Counsel for Bernice Lewis urges that 1) Bernice, the second wife, is the sole beneficiary under the policy and 2) that that part of Lavender’s first divorce decree, restraining change of the beneficiaries, was spent when the minor children attained their majority.
As to 1) : Bernice claims as beneficiary on the strength of her status as “wife,” (though her divorce decree did not mention the policy), coupled with the assumption that her designation as beneficiary was valid and authorized by the insurance contract, in which she claimed a vested interest resolvable on the death of Lavender.
*487In the first place, Lavender’s first wife, Helen, at the inception of the contract, was the named beneficiary and entitled to any proceeds under the policy and was entitled thereto at the time Lavender attempted to change the beneficiaries, — an attempt which the court specifically decreed he could not indulge, which decree still was pending.
Counsel for Bernice suggests that the court cannot change the terms of an insurance policy. This writer agrees. Nonetheless such court can control who must pay the premiums and who shall receive the proceeds, after the named beneficiary gets them, and whether one may be restrained from changing beneficiaries especially in domestic relations matters. Our statutes 1 and the authorities generally 2 support such a view. Lavender’s abortive attempt to circumvent the subsisting divorce decree was a contempt and flouting of the court’s order and invalid as being against public policy, as well as an invitation for disciplinary action by the court.
The upshot of this case, therefore, is that Bernice is not entitled to anything, nor are William Dean Lavender, Shana L. Amador or Joann L. Sylvester, (all adults), since they were never named beneficiaries under the policy; and that the court’s decree was valid as to 1) the injunction against changing the beneficiaries, but 2) invalid in its attempt actually to change the beneficiaries, — since the latter was an attempt to change the terms of the insurance contract, which terms, as a matter of fact, were the gut terms thereof.
The second upshot of this case is that the attempted change in beneficiaries being void, leaves Helen Smith Lavender as the only named beneficiary under the policy entitled to its proceeds upon the death of Lavender.
The third upshot of this case is that the plaintiff insurance company joined all possible and potential interested parties except the one who, from the record here, was entitled — Helen Smith Lavender.

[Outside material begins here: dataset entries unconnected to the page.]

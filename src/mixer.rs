/* ==================================================================================================
 *                           This file is part of the bachelor thesis project
 *                  Implementation and Analysis of Selected Noise Reduction Methods
 *                                Weronika Tarnawska (Index No. 331171)
 *                                  Supervisor:  dr hab. Paweł Woźny
 *                                  University of Wrocław, June 2025
 * ================================================================================================== */
use rand::Rng;
use serde::{Deserialize, Serialize};
use tracing::debug;

use crate::error::{NoiseError, Result};
use crate::signal::{saturate, Signal};

/// How the noise intensity is applied to each sample.
#[derive(Clone, Copy, Debug, Default, PartialEq, Eq, Serialize, Deserialize)]
#[serde(rename_all = "lowercase")]
pub enum JitterMode {
    /// Every noise sample is scaled by the same intensity
    #[default]
    Off,
    /// Every noise sample is scaled by `(uniform(0, 1) + 0.5) * intensity`
    PerSample,
}

/// Parameters of one mixing call.
#[derive(Clone, Copy, Debug, PartialEq)]
pub struct MixParameters {
    intensity: f64,
    jitter: JitterMode,
}

impl MixParameters {
    pub fn new(intensity: f64, jitter: JitterMode) -> Result<Self> {
        if !intensity.is_finite() || intensity < 0.0 {
            return Err(NoiseError::InvalidParameter(format!(
                "noise intensity must be a finite value >= 0, got {}",
                intensity
            )));
        }
        Ok(Self { intensity, jitter })
    }

    pub fn intensity(&self) -> f64 {
        self.intensity
    }

    pub fn jitter(&self) -> JitterMode {
        self.jitter
    }
}

/// Synthesizes noisy speech from a clean recording and a noise recording.
#[derive(Clone, Copy, Debug)]
pub struct NoiseMixer {
    params: MixParameters,
}

impl NoiseMixer {
    pub fn new(params: MixParameters) -> Self {
        Self { params }
    }

    pub fn params(&self) -> MixParameters {
        self.params
    }

    /// Add a randomly placed window of `noise` to `speech`.
    ///
    /// # Arguments
    /// * `speech` - clean speech samples
    /// * `noise`  - noise samples, usually a longer recording than the speech
    /// * `rng`    - random source for the window offset (and jitter, if enabled)
    ///
    /// # Returns
    /// A signal of length `min(speech.len(), noise.len())`. The noise window
    /// starts at an offset drawn uniformly from `[0, noise.len() - len]`. Every
    /// sum is saturated to the `i16` range.
    pub fn mix<R: Rng + ?Sized>(&self, speech: &[i16], noise: &[i16], rng: &mut R) -> Signal {
        let len = speech.len().min(noise.len());
        let offset = rng.gen_range(0..=noise.len() - len);
        debug!(len, offset, intensity = self.params.intensity, "mixing noise into speech");

        let noise = &noise[offset..offset + len];
        speech
            .iter()
            .zip(noise.iter())
            .map(|(&s, &n)| {
                let scale = match self.params.jitter {
                    JitterMode::Off => self.params.intensity,
                    JitterMode::PerSample => (rng.gen::<f64>() + 0.5) * self.params.intensity,
                };
                // truncation toward zero, saturating on overflow
                let scaled = (n as f64 * scale) as i64;
                saturate((s as i64).saturating_add(scaled))
            })
            .collect()
    }
}
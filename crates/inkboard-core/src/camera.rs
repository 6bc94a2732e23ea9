//! ViewTransform: the pan and zoom mapping between screen and world space.

use kurbo::{Affine, Point, Vec2};
use serde::{Deserialize, Serialize};

/// Board view state.
///
/// `screen = world * scale + offset`. The device pixel ratio is not part of
/// this transform; it is applied by the renderer when rasterizing.
#[derive(Debug, Clone, PartialEq, Serialize, Deserialize)]
pub struct Camera {
    /// World-to-screen translation in screen pixels.
    pub offset: Vec2,
    /// Current zoom level.
    pub scale: f64,
    pub min_scale: f64,
    pub max_scale: f64,
}

impl Default for Camera {
    fn default() -> Self {
        Self {
            offset: Vec2::ZERO,
            scale: 1.0,
            min_scale: 0.2,
            max_scale: 5.0,
        }
    }
}

impl Camera {
    pub fn new() -> Self {
        Self::default()
    }

    /// Camera with custom zoom limits.
    pub fn with_limits(min_scale: f64, max_scale: f64) -> Self {
        Self {
            min_scale,
            max_scale,
            ..Self::default()
        }
    }

    /// World to screen, in CSS pixels.
    pub fn transform(&self) -> Affine {
        Affine::translate(self.offset) * Affine::scale(self.scale)
    }

    /// Screen to world.
    pub fn inverse_transform(&self) -> Affine {
        Affine::scale(1.0 / self.scale) * Affine::translate(-self.offset)
    }

    pub fn screen_to_world(&self, screen_point: Point) -> Point {
        Point::new(
            (screen_point.x - self.offset.x) / self.scale,
            (screen_point.y - self.offset.y) / self.scale,
        )
    }

    pub fn world_to_screen(&self, world_point: Point) -> Point {
        Point::new(
            world_point.x * self.scale + self.offset.x,
            world_point.y * self.scale + self.offset.y,
        )
    }

    /// Convert a screen-pixel length to world units at the current scale.
    pub fn px_to_world(&self, px: f64) -> f64 {
        px / self.scale
    }

    /// Shift the view by a screen-space delta.
    pub fn pan(&mut self, delta: Vec2) {
        self.offset += delta;
    }

    /// Set the scale (clamped) and solve the offset so `world_point` lands
    /// on `screen_point`.
    pub fn set_scale_anchored(&mut self, scale: f64, world_point: Point, screen_point: Point) {
        self.scale = scale.clamp(self.min_scale, self.max_scale);
        self.offset = Vec2::new(
            screen_point.x - world_point.x * self.scale,
            screen_point.y - world_point.y * self.scale,
        );
    }

    /// Zoom by `factor`, keeping the world point under `screen_point` fixed.
    ///
    /// Returns whether the scale changed.
    pub fn zoom_at_screen_point(&mut self, screen_point: Point, factor: f64) -> bool {
        let new_scale = (self.scale * factor).clamp(self.min_scale, self.max_scale);
        if (new_scale - self.scale).abs() < f64::EPSILON {
            return false;
        }
        let world_point = self.screen_to_world(screen_point);
        self.set_scale_anchored(new_scale, world_point, screen_point);
        true
    }

    /// Back to the origin at 100%. Limits are kept.
    pub fn reset(&mut self) {
        self.offset = Vec2::ZERO;
        self.scale = 1.0;
    }
}

/// Two-finger zoom captured at gesture start.
#[derive(Debug, Clone, Copy, PartialEq)]
pub struct PinchGesture {
    pub start_distance: f64,
    pub start_scale: f64,
    /// World point under the initial two-finger midpoint.
    pub world_mid: Point,
}

impl PinchGesture {
    pub fn begin(camera: &Camera, a: Point, b: Point) -> Self {
        Self {
            start_distance: a.distance(b).max(1.0),
            start_scale: camera.scale,
            world_mid: camera.screen_to_world(a.midpoint(b)),
        }
    }

    /// Apply the current finger positions: scale follows the distance ratio
    /// and the captured world point follows the current midpoint.
    pub fn update(&self, camera: &mut Camera, a: Point, b: Point) {
        let factor = a.distance(b) / self.start_distance;
        camera.set_scale_anchored(self.start_scale * factor, self.world_mid, a.midpoint(b));
    }
}

#[cfg(test)]
mod tests {
    use super::*;

    fn assert_close(a: Point, b: Point) {
        assert!((a.x - b.x).abs() < 1e-9 && (a.y - b.y).abs() < 1e-9, "{a:?} != {b:?}");
    }

    #[test]
    fn test_default_camera() {
        let camera = Camera::new();
        assert_eq!(camera.offset, Vec2::ZERO);
        assert!((camera.scale - 1.0).abs() < f64::EPSILON);
    }

    #[test]
    fn test_screen_to_world_with_offset_and_zoom() {
        let mut camera = Camera::new();
        camera.offset = Vec2::new(50.0, 100.0);
        camera.scale = 2.0;
        assert_close(camera.screen_to_world(Point::new(150.0, 300.0)), Point::new(50.0, 100.0));
    }

    #[test]
    fn test_roundtrip_conversion() {
        let mut camera = Camera::new();
        camera.offset = Vec2::new(30.0, -20.0);
        camera.scale = 1.5;

        let original = Point::new(123.0, 456.0);
        let back = camera.world_to_screen(camera.screen_to_world(original));
        assert_close(back, original);
    }

    #[test]
    fn test_transform_matches_point_mapping() {
        let mut camera = Camera::new();
        camera.offset = Vec2::new(7.0, 9.0);
        camera.scale = 0.5;
        let world = Point::new(40.0, -12.0);
        assert_close(camera.transform() * world, camera.world_to_screen(world));
        assert_close(camera.inverse_transform() * camera.world_to_screen(world), world);
    }

    #[test]
    fn test_zoom_keeps_fixed_point() {
        let mut camera = Camera::new();
        camera.offset = Vec2::new(-35.0, 12.0);
        camera.scale = 1.3;
        for (screen, factor) in [
            (Point::new(50.0, 50.0), 1.1),
            (Point::new(0.0, 640.0), 0.7),
            (Point::new(812.5, 3.25), 2.4),
        ] {
            let before = camera.screen_to_world(screen);
            camera.zoom_at_screen_point(screen, factor);
            assert_close(camera.screen_to_world(screen), before);
        }
    }

    #[test]
    fn test_zoom_clamp() {
        let mut camera = Camera::new();
        camera.zoom_at_screen_point(Point::ZERO, 0.001);
        assert!((camera.scale - 0.2).abs() < f64::EPSILON);

        camera.scale = 1.0;
        camera.zoom_at_screen_point(Point::ZERO, 1000.0);
        assert!((camera.scale - 5.0).abs() < f64::EPSILON);
        assert!(!camera.zoom_at_screen_point(Point::ZERO, 2.0));
    }

    #[test]
    fn test_pan() {
        let mut camera = Camera::new();
        camera.pan(Vec2::new(10.0, 20.0));
        assert_eq!(camera.offset, Vec2::new(10.0, 20.0));
    }

    #[test]
    fn test_pinch_follows_midpoint() {
        let mut camera = Camera::new();
        let gesture = PinchGesture::begin(&camera, Point::new(100.0, 100.0), Point::new(200.0, 100.0));
        assert_close(gesture.world_mid, Point::new(150.0, 100.0));

        gesture.update(&mut camera, Point::new(50.0, 200.0), Point::new(250.0, 200.0));
        assert!((camera.scale - 2.0).abs() < 1e-9);
        assert_close(camera.world_to_screen(gesture.world_mid), Point::new(150.0, 200.0));
    }
}
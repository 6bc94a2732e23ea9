//! The current multi-selection.

use crate::shapes::{EntityId, EntityRef};

/// Ordered set of selected entities (in selection order).
#[derive(Debug, Clone, Default, PartialEq, Eq)]
pub struct Selection {
    entities: Vec<EntityRef>,
}

impl Selection {
    pub fn new() -> Self {
        Self::default()
    }

    pub fn entities(&self) -> &[EntityRef] {
        &self.entities
    }

    pub fn is_empty(&self) -> bool {
        self.entities.is_empty()
    }

    pub fn len(&self) -> usize {
        self.entities.len()
    }

    pub fn contains(&self, entity: EntityRef) -> bool {
        self.entities.contains(&entity)
    }

    /// Selected object ids, in selection order.
    pub fn objects(&self) -> impl Iterator<Item = EntityId> + '_ {
        self.entities.iter().filter_map(|e| match e {
            EntityRef::Object(id) => Some(*id),
            EntityRef::Stroke(_) => None,
        })
    }

    /// Selected stroke ids, in selection order.
    pub fn strokes(&self) -> impl Iterator<Item = EntityId> + '_ {
        self.entities.iter().filter_map(|e| match e {
            EntityRef::Stroke(id) => Some(*id),
            EntityRef::Object(_) => None,
        })
    }

    /// The object id when the selection is exactly one object.
    pub fn single_object(&self) -> Option<EntityId> {
        match self.entities.as_slice() {
            [EntityRef::Object(id)] => Some(*id),
            _ => None,
        }
    }

    /// Replace the selection, dropping duplicates.
    pub fn set(&mut self, entities: impl IntoIterator<Item = EntityRef>) {
        self.entities.clear();
        self.extend(entities);
    }

    pub fn extend(&mut self, entities: impl IntoIterator<Item = EntityRef>) {
        for entity in entities {
            if !self.entities.contains(&entity) {
                self.entities.push(entity);
            }
        }
    }

    pub fn remove(&mut self, entity: EntityRef) -> bool {
        let before = self.entities.len();
        self.entities.retain(|e| *e != entity);
        self.entities.len() != before
    }

    pub fn retain(&mut self, keep: impl FnMut(&EntityRef) -> bool) {
        self.entities.retain(keep);
    }

    pub fn clear(&mut self) {
        self.entities.clear();
    }
}

#[cfg(test)]
mod tests {
    use super::*;

    #[test]
    fn test_set_dedups_and_keeps_order() {
        let mut selection = Selection::new();
        selection.set([EntityRef::Stroke(2), EntityRef::Object(1), EntityRef::Stroke(2)]);
        assert_eq!(selection.entities(), &[EntityRef::Stroke(2), EntityRef::Object(1)]);
        assert_eq!(selection.objects().collect::<Vec<_>>(), vec![1]);
        assert_eq!(selection.strokes().collect::<Vec<_>>(), vec![2]);
    }

    #[test]
    fn test_single_object() {
        let mut selection = Selection::new();
        selection.set([EntityRef::Object(4)]);
        assert_eq!(selection.single_object(), Some(4));
        selection.extend([EntityRef::Stroke(1)]);
        assert_eq!(selection.single_object(), None);
        assert!(selection.remove(EntityRef::Stroke(1)));
        assert!(!selection.remove(EntityRef::Stroke(1)));
        assert_eq!(selection.single_object(), Some(4));
    }
}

The judgment should be vacated and the case remanded for further proceedings. One wonders what would have ensued had the insurance company paid the named beneficiary according to the terms of its written contract, after expunging its records of the void attempt by Lavender to change the beneficiary. At the very least, the original beneficiary, Helen Smith Lavender, should have been joined in this lawsuit as a proper and indispensable party. One also wonders what the United States would do , in the case of a divorce court changing the beneficiary of a non-negotiable government defense savings bond. (All emphasis added.)

. Title 30-3-5, Utah Code Annotated 1953.

. Equitable Life v. Wilkins, 44 F.Supp. 594 (E.D.N.Y.1942) ; Dixon v. Dixon, 184 So.2d 478 (1966) ; Peckham v. Met. Life Ins. Co., 415 F.2d 312 (10th Cir. 1969).